Write each entry out once more, please, precisely as shown.

————

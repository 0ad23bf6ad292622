/// Parse tree module
/// Contains the arena tree produced by the parser and its views
///
/// Submodules:
/// - ast: Arena, node and token views, renderings
/// - contexts: Typed accessors on rule contexts
/// - kinds: Node kinds, rule contexts and the listener trait
/// - render: Dump, S-expression and JSON writers driven by the walker
/// - walker: Depth-first listener traversal
pub mod ast;
pub mod contexts;
pub mod kinds;
mod render;
pub mod walker;

#[cfg(test)]
mod tests;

————

» **Exercise answer**
repository 0ad23bf6ad292622
/// Parse tree module
/// Contains the arena tree produced by the parser and its views
///
/// Submodules:
/// - ast: Arena, node and token views, renderings
/// - contexts: Typed accessors on rule contexts
/// - kinds: Node kinds, rule contexts and the listener trait
/// - render: Dump, S-expression and JSON writers driven by the walker
/// - walker: Depth-first listener traversal
pub mod ast;
pub mod contexts;
pub mod kinds;
mod render;
pub mod walker;

#[cfg(test)]
mod tests;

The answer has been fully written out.